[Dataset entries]
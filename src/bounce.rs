//! DVD-screensaver bounce simulation.
//!
//! The sprite moves diagonally at a constant speed and reverses an axis when
//! its visible bounding box crosses a viewport edge by more than the bounce
//! tolerance. Each reversal is reported as a [`Collision`] so the page can fire
//! a burst at the impact point.

use rand::Rng;

use crate::bbox::BoundingBox;

/// Direction the sprite travels after a bounce (the burst fans out this way).
#[derive(Clone, Copy, Debug, PartialEq, Eq)]
pub enum BounceDirection {
    Up,
    Down,
    Left,
    Right,
}

/// A reversal in viewport coordinates.
#[derive(Clone, Copy, Debug, PartialEq)]
pub struct Collision {
    pub x: f64,
    pub y: f64,
    pub direction: BounceDirection,
}

/// Drawing surface size in device pixels.
#[derive(Clone, Copy, Debug, PartialEq)]
pub struct Viewport {
    pub width: f64,
    pub height: f64,
}

impl Viewport {
    pub fn new(width: f64, height: f64) -> Self {
        Self { width, height }
    }

    /// Device-pixel surface for a window of `css_w x css_h` CSS pixels.
    ///
    /// Some displays misreport devicePixelRatio; when the image is larger than
    /// the computed surface the surface is doubled so the sprite still fits.
    pub fn for_window(css_w: f64, css_h: f64, dpr: f64, image: Option<(u32, u32)>) -> Self {
        let dpr = sanitize_dpr(dpr);
        let width = css_w * dpr;
        let height = css_h * dpr;
        match image {
            Some((iw, ih)) if iw as f64 > width || ih as f64 > height => {
                Self::new((width * 2.0).floor(), (height * 2.0).floor())
            }
            _ => Self::new(width.floor(), height.floor()),
        }
    }
}

/// Treat a missing or nonsensical devicePixelRatio as 1.
pub fn sanitize_dpr(dpr: f64) -> f64 {
    if dpr.is_finite() && dpr > 0.0 { dpr } else { 1.0 }
}

/// The bouncing image: top-left position, visible box and per-axis direction.
#[derive(Clone, Copy, Debug, PartialEq)]
pub struct Sprite {
    pub x: f64,
    pub y: f64,
    pub bbox: BoundingBox,
    /// Horizontal direction, always -1 or 1.
    pub dx: i8,
    /// Vertical direction, always -1 or 1.
    pub dy: i8,
}

impl Sprite {
    pub fn new(x: f64, y: f64, bbox: BoundingBox, dx: i8, dy: i8) -> Self {
        Self {
            x,
            y,
            bbox,
            dx: if dx < 0 { -1 } else { 1 },
            dy: if dy < 0 { -1 } else { 1 },
        }
    }

    /// Random start keeping the whole `image` on screen where it fits, at least
    /// one pixel from the top-left corner, heading in a random diagonal.
    pub fn spawn<R: Rng + ?Sized>(
        rng: &mut R,
        viewport: Viewport,
        bbox: BoundingBox,
        image: (u32, u32),
    ) -> Self {
        let max_x = (viewport.width - image.0 as f64 - 1.0).max(1.0);
        let max_y = (viewport.height - image.1 as f64 - 1.0).max(1.0);
        let x = rng.gen_range(1.0..=max_x).floor();
        let y = rng.gen_range(1.0..=max_y).floor();
        let dx = if rng.gen_bool(0.5) { 1 } else { -1 };
        let dy = if rng.gen_bool(0.5) { 1 } else { -1 };
        Self::new(x, y, bbox, dx, dy)
    }

    pub fn left(&self) -> f64 {
        self.x + self.bbox.left as f64
    }

    pub fn right(&self) -> f64 {
        self.x + self.bbox.right as f64
    }

    pub fn top(&self) -> f64 {
        self.y + self.bbox.top as f64
    }

    pub fn bottom(&self) -> f64 {
        self.y + self.bbox.bottom as f64
    }
}

/// Bounce state. "Not ready" (no sprite) until the image and its box arrive;
/// every tick before then is a no-op.
#[derive(Clone, Debug)]
pub struct Simulator {
    sprite: Option<Sprite>,
    viewport: Viewport,
    margin: f64,
    speed: f64,
}

impl Simulator {
    /// `margin` is how far the visible box may pass an edge before reversing.
    /// Negative speeds are taken by magnitude; the sprite direction already
    /// carries the sign.
    pub fn new(viewport: Viewport, margin: f64, speed: f64) -> Self {
        Self {
            sprite: None,
            viewport,
            margin: margin.max(0.0),
            speed: speed.abs(),
        }
    }

    /// Leave the "not ready" state. Only the first call has any effect.
    pub fn ready(&mut self, sprite: Sprite) -> bool {
        if self.sprite.is_some() {
            return false;
        }
        self.sprite = Some(sprite);
        true
    }

    pub fn is_ready(&self) -> bool {
        self.sprite.is_some()
    }

    pub fn sprite(&self) -> Option<&Sprite> {
        self.sprite.as_ref()
    }

    pub fn viewport(&self) -> Viewport {
        self.viewport
    }

    /// Replace the viewport; position, direction and speed are kept.
    pub fn set_viewport(&mut self, viewport: Viewport) {
        self.viewport = viewport;
    }

    pub fn speed(&self) -> f64 {
        self.speed
    }

    pub fn set_speed(&mut self, speed: f64) {
        self.speed = speed.abs();
    }

    pub fn set_margin(&mut self, margin: f64) {
        self.margin = margin.max(0.0);
    }

    /// Advance one frame. Returns the collision to celebrate, if any.
    ///
    /// When both axes reverse in the same frame the vertical direction is
    /// reported; the impact point still uses both edge coordinates. An axis on
    /// which the box cannot fit even with the tolerance on both sides is held
    /// centred and never reports a collision.
    pub fn tick(&mut self) -> Option<Collision> {
        let vp = self.viewport;
        let m = self.margin;
        let speed = self.speed;
        let sprite = self.sprite.as_mut()?;
        let b = sprite.bbox;
        let (bw, bh) = (b.width() as f64, b.height() as f64);
        let pin_x = bw > vp.width + 2.0 * m;
        let pin_y = bh > vp.height + 2.0 * m;

        let (left, right) = (sprite.left(), sprite.right());
        let (top, bottom) = (sprite.top(), sprite.bottom());
        let mut hit_x = None;
        let mut hit_y = None;
        let mut direction = None;

        if pin_x {
            sprite.x = (vp.width - bw) / 2.0 - b.left as f64;
        } else if left <= -m && sprite.dx < 0 {
            sprite.dx = 1;
            hit_x = Some(left);
            direction = Some(BounceDirection::Right);
        } else if right >= vp.width + m && sprite.dx > 0 {
            sprite.dx = -1;
            hit_x = Some(right);
            direction = Some(BounceDirection::Left);
        }
        if pin_y {
            sprite.y = (vp.height - bh) / 2.0 - b.top as f64;
        } else if top <= -m && sprite.dy < 0 {
            sprite.dy = 1;
            hit_y = Some(top);
            direction = Some(BounceDirection::Down);
        } else if bottom >= vp.height + m && sprite.dy > 0 {
            sprite.dy = -1;
            hit_y = Some(bottom);
            direction = Some(BounceDirection::Up);
        }

        let (cx, cy) = b.center();
        let collision = direction.map(|direction| Collision {
            x: hit_x.unwrap_or(sprite.x + cx),
            y: hit_y.unwrap_or(sprite.y + cy),
            direction,
        });

        // Large speeds can carry the box past an edge without tripping the
        // check above; snap back to just inside.
        if !pin_x {
            if left + bw < 0.0 {
                sprite.x = -(b.left as f64);
            } else if right - bw > vp.width {
                sprite.x = vp.width - b.right as f64;
            }
            sprite.x += speed * sprite.dx as f64;
        }
        if !pin_y {
            if top + bh < 0.0 {
                sprite.y = -(b.top as f64);
            } else if bottom - bh > vp.height {
                sprite.y = vp.height - b.bottom as f64;
            }
            sprite.y += speed * sprite.dy as f64;
        }
        collision
    }
}

#[cfg(test)]
mod tests {
    use super::*;
    use rand::SeedableRng;
    use rand::rngs::StdRng;

    fn square(size: u32) -> BoundingBox {
        BoundingBox {
            left: 0,
            top: 0,
            right: size,
            bottom: size,
        }
    }

    fn sim_with(sprite: Sprite, margin: f64, speed: f64) -> Simulator {
        let mut sim = Simulator::new(Viewport::new(800.0, 600.0), margin, speed);
        assert!(sim.ready(sprite));
        sim
    }

    #[test]
    fn not_ready_tick_is_noop() {
        let mut sim = Simulator::new(Viewport::new(800.0, 600.0), 0.0, 1.0);
        assert!(!sim.is_ready());
        assert_eq!(sim.tick(), None);
    }

    #[test]
    fn ready_fires_once() {
        let mut sim = sim_with(Sprite::new(10.0, 10.0, square(10), 1, 1), 0.0, 1.0);
        assert!(!sim.ready(Sprite::new(99.0, 99.0, square(10), 1, 1)));
        assert_eq!(sim.sprite().unwrap().x, 10.0);
    }

    #[test]
    fn right_edge_flips_dx_and_reports_left() {
        let mut sim = sim_with(Sprite::new(700.0, 200.0, square(100), 1, 1), 0.0, 1.0);
        let hit = sim.tick().expect("collision");
        assert_eq!(hit.direction, BounceDirection::Left);
        assert_eq!(hit.x, 800.0);
        assert_eq!(hit.y, 250.0);
        let s = sim.sprite().unwrap();
        assert_eq!(s.dx, -1);
        assert_eq!(s.dy, 1);
        assert_eq!((s.x, s.y), (699.0, 201.0));
        assert_eq!(sim.tick(), None);
    }

    #[test]
    fn margin_delays_the_bounce() {
        let mut sim = sim_with(Sprite::new(720.0, 200.0, square(100), 1, 1), 32.0, 1.0);
        assert_eq!(sim.tick(), None);
        let mut hits = 0;
        for _ in 0..20 {
            if sim.tick().is_some() {
                hits += 1;
            }
        }
        assert_eq!(hits, 1);
        assert_eq!(sim.sprite().unwrap().dx, -1);
    }

    #[test]
    fn zero_speed_never_moves() {
        let mut sim = sim_with(Sprite::new(123.0, 45.0, square(50), -1, 1), 0.0, 0.0);
        for _ in 0..1000 {
            sim.tick();
        }
        let s = sim.sprite().unwrap();
        assert_eq!((s.x, s.y), (123.0, 45.0));
    }

    #[test]
    fn moving_away_from_edge_does_not_collide() {
        // Overlapping the left edge but already heading right.
        let mut sim = sim_with(Sprite::new(-5.0, 100.0, square(100), 1, 1), 0.0, 1.0);
        assert_eq!(sim.tick(), None);
        assert_eq!(sim.sprite().unwrap().dx, 1);
    }

    #[test]
    fn bottom_edge_reports_up_with_horizontal_midpoint() {
        let bbox = BoundingBox {
            left: 20,
            top: 10,
            right: 60,
            bottom: 90,
        };
        let mut sim = sim_with(Sprite::new(100.0, 510.0, bbox, -1, 1), 0.0, 2.0);
        let hit = sim.tick().unwrap();
        assert_eq!(hit.direction, BounceDirection::Up);
        assert_eq!(hit.y, 600.0);
        assert_eq!(hit.x, 140.0);
        assert_eq!(sim.sprite().unwrap().dy, -1);
    }

    #[test]
    fn corner_hit_reports_vertical_direction() {
        let mut sim = sim_with(Sprite::new(0.0, 0.0, square(100), -1, -1), 0.0, 1.0);
        let hit = sim.tick().unwrap();
        assert_eq!(hit.direction, BounceDirection::Down);
        assert_eq!((hit.x, hit.y), (0.0, 0.0));
    }

    #[test]
    fn overshoot_snaps_back_inside() {
        let mut sim = sim_with(Sprite::new(5000.0, -900.0, square(100), 1, -1), 0.0, 0.0);
        let hit = sim.tick();
        assert!(hit.is_some());
        let s = sim.sprite().unwrap();
        assert_eq!(s.x, 700.0);
        assert_eq!(s.y, 0.0);
    }

    #[test]
    fn resize_keeps_motion_state() {
        let mut sim = sim_with(Sprite::new(300.0, 300.0, square(100), -1, 1), 0.0, 3.0);
        sim.tick();
        let before = *sim.sprite().unwrap();
        sim.set_viewport(Viewport::new(1024.0, 768.0));
        assert_eq!(*sim.sprite().unwrap(), before);
        assert_eq!(sim.speed(), 3.0);
        assert_eq!(sim.viewport(), Viewport::new(1024.0, 768.0));
    }

    #[test]
    fn viewport_doubles_for_oversized_image() {
        assert_eq!(
            Viewport::for_window(400.0, 300.0, 2.0, Some((512, 512))),
            Viewport::new(800.0, 600.0)
        );
        assert_eq!(
            Viewport::for_window(200.0, 150.0, 1.0, Some((512, 512))),
            Viewport::new(400.0, 300.0)
        );
        assert_eq!(
            Viewport::for_window(200.0, 150.0, f64::NAN, None),
            Viewport::new(200.0, 150.0)
        );
    }

    #[test]
    fn fractional_device_pixels_are_floored() {
        assert_eq!(
            Viewport::for_window(1366.0, 768.0, 1.25, None),
            Viewport::new(1707.0, 960.0)
        );
        assert_eq!(
            Viewport::for_window(1366.0, 767.0, 1.25, Some((64, 64))),
            Viewport::new(1707.0, 958.0)
        );
    }

    #[test]
    fn oversized_box_is_centred_without_bursts() {
        let bbox = BoundingBox {
            left: 0,
            top: 0,
            right: 500,
            bottom: 100,
        };
        let mut sim = Simulator::new(Viewport::new(400.0, 300.0), 32.0, 1.0);
        sim.ready(Sprite::new(1.0, 1.0, bbox, -1, 1));
        let mut hits = Vec::new();
        for _ in 0..300 {
            if let Some(hit) = sim.tick() {
                hits.push(hit);
            }
        }
        // Only the vertical axis still bounces.
        assert!(hits.len() <= 2, "{} collisions", hits.len());
        assert!(
            hits.iter()
                .all(|h| matches!(h.direction, BounceDirection::Up | BounceDirection::Down))
        );
        let s = sim.sprite().unwrap();
        assert_eq!(s.x, -50.0);
        assert_eq!(s.left() + s.right(), 400.0);
    }

    #[test]
    fn box_larger_than_both_axes_stays_put() {
        let mut sim = Simulator::new(Viewport::new(200.0, 100.0), 0.0, 4.0);
        sim.ready(Sprite::new(17.0, -3.0, square(512), 1, -1));
        for _ in 0..100 {
            assert_eq!(sim.tick(), None);
        }
        let s = sim.sprite().unwrap();
        assert_eq!((s.x, s.y), (-156.0, -206.0));
    }

    #[test]
    fn spawn_stays_on_screen() {
        let mut rng = StdRng::seed_from_u64(11);
        let vp = Viewport::new(1920.0, 1080.0);
        for _ in 0..100 {
            let s = Sprite::spawn(&mut rng, vp, square(512), (512, 512));
            assert!(s.x >= 1.0 && s.x + 512.0 <= vp.width);
            assert!(s.y >= 1.0 && s.y + 512.0 <= vp.height);
            assert!(s.dx == 1 || s.dx == -1);
            assert!(s.dy == 1 || s.dy == -1);
        }
    }

    #[test]
    fn spawn_in_tiny_viewport_uses_corner() {
        let mut rng = StdRng::seed_from_u64(5);
        let s = Sprite::spawn(&mut rng, Viewport::new(100.0, 100.0), square(512), (512, 512));
        assert_eq!((s.x, s.y), (1.0, 1.0));
    }
}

* **Task to complete**: Reply with the lines from the first line of the entries through the line that contains "pub struct Collision", repeated exactly with both ends kept, and with nothing else.

* **Problem solution**:
filename src/bounce.rs
//! DVD-screensaver bounce simulation.
//!
//! The sprite moves diagonally at a constant speed and reverses an axis when
//! its visible bounding box crosses a viewport edge by more than the bounce
//! tolerance. Each reversal is reported as a [`Collision`] so the page can fire
//! a burst at the impact point.

use rand::Rng;

use crate::bbox::BoundingBox;

/// Direction the sprite travels after a bounce (the burst fans out this way).
#[derive(Clone, Copy, Debug, PartialEq, Eq)]
pub enum BounceDirection {
    Up,
    Down,
    Left,
    Right,
}

/// A reversal in viewport coordinates.
#[derive(Clone, Copy, Debug, PartialEq)]
pub struct Collision {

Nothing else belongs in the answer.